Records contained in a dataset
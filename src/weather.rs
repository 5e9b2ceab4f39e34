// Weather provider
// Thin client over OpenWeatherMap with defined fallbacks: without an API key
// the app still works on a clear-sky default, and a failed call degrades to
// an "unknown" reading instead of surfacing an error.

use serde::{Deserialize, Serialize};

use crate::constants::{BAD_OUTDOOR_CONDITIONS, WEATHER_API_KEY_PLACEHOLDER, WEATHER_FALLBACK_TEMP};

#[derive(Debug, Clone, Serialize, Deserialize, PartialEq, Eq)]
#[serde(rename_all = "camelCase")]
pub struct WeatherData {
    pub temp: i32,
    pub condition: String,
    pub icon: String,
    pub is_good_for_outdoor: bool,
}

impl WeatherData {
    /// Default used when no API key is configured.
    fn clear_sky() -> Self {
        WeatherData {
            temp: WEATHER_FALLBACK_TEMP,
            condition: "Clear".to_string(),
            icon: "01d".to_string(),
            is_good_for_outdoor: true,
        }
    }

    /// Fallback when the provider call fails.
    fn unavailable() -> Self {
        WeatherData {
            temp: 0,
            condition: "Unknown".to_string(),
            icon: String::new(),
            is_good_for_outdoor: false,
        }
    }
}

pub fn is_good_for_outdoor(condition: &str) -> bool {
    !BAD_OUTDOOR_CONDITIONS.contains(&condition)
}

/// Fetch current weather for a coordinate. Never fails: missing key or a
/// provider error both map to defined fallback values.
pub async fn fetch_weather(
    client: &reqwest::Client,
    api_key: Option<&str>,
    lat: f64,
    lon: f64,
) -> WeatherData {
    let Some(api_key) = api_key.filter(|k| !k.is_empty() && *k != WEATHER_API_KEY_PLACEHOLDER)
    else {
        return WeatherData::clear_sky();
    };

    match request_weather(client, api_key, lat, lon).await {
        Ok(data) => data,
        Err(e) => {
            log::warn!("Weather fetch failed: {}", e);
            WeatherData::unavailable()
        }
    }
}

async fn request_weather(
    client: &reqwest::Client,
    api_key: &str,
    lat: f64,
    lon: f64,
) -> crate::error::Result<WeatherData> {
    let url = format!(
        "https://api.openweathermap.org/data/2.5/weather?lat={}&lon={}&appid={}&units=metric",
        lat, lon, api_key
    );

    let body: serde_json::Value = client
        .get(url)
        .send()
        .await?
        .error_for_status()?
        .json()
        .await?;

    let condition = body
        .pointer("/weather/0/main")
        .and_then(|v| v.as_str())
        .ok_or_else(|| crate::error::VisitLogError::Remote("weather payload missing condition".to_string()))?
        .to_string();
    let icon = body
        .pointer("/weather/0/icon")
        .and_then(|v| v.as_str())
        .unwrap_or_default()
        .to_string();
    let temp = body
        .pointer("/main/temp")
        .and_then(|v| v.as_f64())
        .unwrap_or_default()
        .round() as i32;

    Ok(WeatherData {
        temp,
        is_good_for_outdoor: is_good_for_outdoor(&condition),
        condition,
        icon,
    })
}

---

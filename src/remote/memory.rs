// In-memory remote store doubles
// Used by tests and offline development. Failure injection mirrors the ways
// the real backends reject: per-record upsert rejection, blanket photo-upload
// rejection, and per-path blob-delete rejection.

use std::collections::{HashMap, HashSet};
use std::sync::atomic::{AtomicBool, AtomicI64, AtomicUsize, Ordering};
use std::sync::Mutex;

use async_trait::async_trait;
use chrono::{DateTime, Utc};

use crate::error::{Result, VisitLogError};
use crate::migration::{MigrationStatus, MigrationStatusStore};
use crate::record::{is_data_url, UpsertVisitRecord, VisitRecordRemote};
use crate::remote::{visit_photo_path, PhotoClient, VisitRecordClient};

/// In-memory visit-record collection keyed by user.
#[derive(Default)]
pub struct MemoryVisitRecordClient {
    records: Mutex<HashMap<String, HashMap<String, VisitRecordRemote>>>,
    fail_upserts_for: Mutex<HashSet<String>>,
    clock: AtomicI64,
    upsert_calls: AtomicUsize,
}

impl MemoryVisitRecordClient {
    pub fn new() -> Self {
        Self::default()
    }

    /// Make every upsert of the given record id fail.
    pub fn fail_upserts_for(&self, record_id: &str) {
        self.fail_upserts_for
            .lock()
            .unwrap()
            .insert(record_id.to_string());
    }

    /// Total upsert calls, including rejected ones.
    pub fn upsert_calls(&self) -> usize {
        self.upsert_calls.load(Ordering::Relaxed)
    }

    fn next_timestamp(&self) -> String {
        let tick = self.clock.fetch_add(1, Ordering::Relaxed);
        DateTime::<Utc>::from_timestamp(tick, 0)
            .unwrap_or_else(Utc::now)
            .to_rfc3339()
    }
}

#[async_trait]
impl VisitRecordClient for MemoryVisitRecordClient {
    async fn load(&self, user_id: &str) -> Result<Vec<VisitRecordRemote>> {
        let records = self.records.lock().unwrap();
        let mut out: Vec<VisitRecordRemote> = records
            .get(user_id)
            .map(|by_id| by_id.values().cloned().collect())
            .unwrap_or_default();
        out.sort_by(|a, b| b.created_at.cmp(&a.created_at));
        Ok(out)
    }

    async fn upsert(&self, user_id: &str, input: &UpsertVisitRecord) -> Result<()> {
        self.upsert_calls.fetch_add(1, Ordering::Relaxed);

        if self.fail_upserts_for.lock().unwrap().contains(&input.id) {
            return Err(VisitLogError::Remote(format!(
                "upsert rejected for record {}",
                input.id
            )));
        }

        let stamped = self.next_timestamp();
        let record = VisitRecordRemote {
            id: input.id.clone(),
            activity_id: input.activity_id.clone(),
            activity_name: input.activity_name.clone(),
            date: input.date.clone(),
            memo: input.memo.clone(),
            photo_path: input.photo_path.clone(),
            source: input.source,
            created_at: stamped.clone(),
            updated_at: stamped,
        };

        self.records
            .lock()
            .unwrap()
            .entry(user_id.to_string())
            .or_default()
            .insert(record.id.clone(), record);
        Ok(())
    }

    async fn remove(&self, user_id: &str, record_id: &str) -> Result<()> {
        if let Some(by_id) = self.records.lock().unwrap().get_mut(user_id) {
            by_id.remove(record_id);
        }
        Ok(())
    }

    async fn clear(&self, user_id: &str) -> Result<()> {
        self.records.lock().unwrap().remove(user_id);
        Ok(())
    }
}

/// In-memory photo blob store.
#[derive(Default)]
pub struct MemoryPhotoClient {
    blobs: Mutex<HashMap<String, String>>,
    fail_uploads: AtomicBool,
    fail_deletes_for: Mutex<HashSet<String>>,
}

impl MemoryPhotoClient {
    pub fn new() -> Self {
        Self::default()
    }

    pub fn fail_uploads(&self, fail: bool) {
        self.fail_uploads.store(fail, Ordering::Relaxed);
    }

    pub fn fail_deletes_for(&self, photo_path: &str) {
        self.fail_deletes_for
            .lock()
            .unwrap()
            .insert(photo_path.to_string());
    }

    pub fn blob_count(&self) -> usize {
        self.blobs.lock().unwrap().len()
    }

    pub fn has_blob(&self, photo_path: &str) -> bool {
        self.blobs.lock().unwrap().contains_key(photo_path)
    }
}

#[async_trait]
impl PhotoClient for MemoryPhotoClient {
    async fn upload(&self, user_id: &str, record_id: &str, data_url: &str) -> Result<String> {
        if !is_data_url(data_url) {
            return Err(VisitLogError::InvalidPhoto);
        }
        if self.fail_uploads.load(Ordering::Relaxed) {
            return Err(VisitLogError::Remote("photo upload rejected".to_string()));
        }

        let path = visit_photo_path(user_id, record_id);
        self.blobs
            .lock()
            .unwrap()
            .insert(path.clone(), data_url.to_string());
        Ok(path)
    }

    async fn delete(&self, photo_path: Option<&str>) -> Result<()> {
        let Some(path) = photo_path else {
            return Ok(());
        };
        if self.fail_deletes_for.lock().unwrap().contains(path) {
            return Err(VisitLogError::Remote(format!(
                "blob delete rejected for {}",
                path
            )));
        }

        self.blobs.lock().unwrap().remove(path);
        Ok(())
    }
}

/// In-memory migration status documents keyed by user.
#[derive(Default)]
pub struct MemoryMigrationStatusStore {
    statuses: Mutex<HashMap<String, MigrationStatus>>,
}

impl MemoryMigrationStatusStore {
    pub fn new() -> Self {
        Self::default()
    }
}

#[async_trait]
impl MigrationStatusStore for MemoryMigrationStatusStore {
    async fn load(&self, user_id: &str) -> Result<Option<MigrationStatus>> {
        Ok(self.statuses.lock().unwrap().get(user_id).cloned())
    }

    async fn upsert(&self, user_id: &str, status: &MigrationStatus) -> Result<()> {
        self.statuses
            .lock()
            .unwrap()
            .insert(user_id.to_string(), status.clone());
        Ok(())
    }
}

» **PROBLEM REQUIREMENTS**
Would you please copy exactly the part of the entries above that begins at the line containing "photo blob store." and ends at the line containing "self.blobs.lock().unwrap().remove(path);", both lines included?

» **TASK SOLUTION**
/// In-memory photo blob store.
#[derive(Default)]
pub struct MemoryPhotoClient {
    blobs: Mutex<HashMap<String, String>>,
    fail_uploads: AtomicBool,
    fail_deletes_for: Mutex<HashSet<String>>,
}

impl MemoryPhotoClient {
    pub fn new() -> Self {
        Self::default()
    }

    pub fn fail_uploads(&self, fail: bool) {
        self.fail_uploads.store(fail, Ordering::Relaxed);
    }

    pub fn fail_deletes_for(&self, photo_path: &str) {
        self.fail_deletes_for
            .lock()
            .unwrap()
            .insert(photo_path.to_string());
    }

    pub fn blob_count(&self) -> usize {
        self.blobs.lock().unwrap().len()
    }

    pub fn has_blob(&self, photo_path: &str) -> bool {
        self.blobs.lock().unwrap().contains_key(photo_path)
    }
}

#[async_trait]
impl PhotoClient for MemoryPhotoClient {
    async fn upload(&self, user_id: &str, record_id: &str, data_url: &str) -> Result<String> {
        if !is_data_url(data_url) {
            return Err(VisitLogError::InvalidPhoto);
        }
        if self.fail_uploads.load(Ordering::Relaxed) {
            return Err(VisitLogError::Remote("photo upload rejected".to_string()));
        }

        let path = visit_photo_path(user_id, record_id);
        self.blobs
            .lock()
            .unwrap()
            .insert(path.clone(), data_url.to_string());
        Ok(path)
    }

    async fn delete(&self, photo_path: Option<&str>) -> Result<()> {
        let Some(path) = photo_path else {
            return Ok(());
        };
        if self.fail_deletes_for.lock().unwrap().contains(path) {
            return Err(VisitLogError::Remote(format!(
                "blob delete rejected for {}",
                path
            )));
        }

        self.blobs.lock().unwrap().remove(path);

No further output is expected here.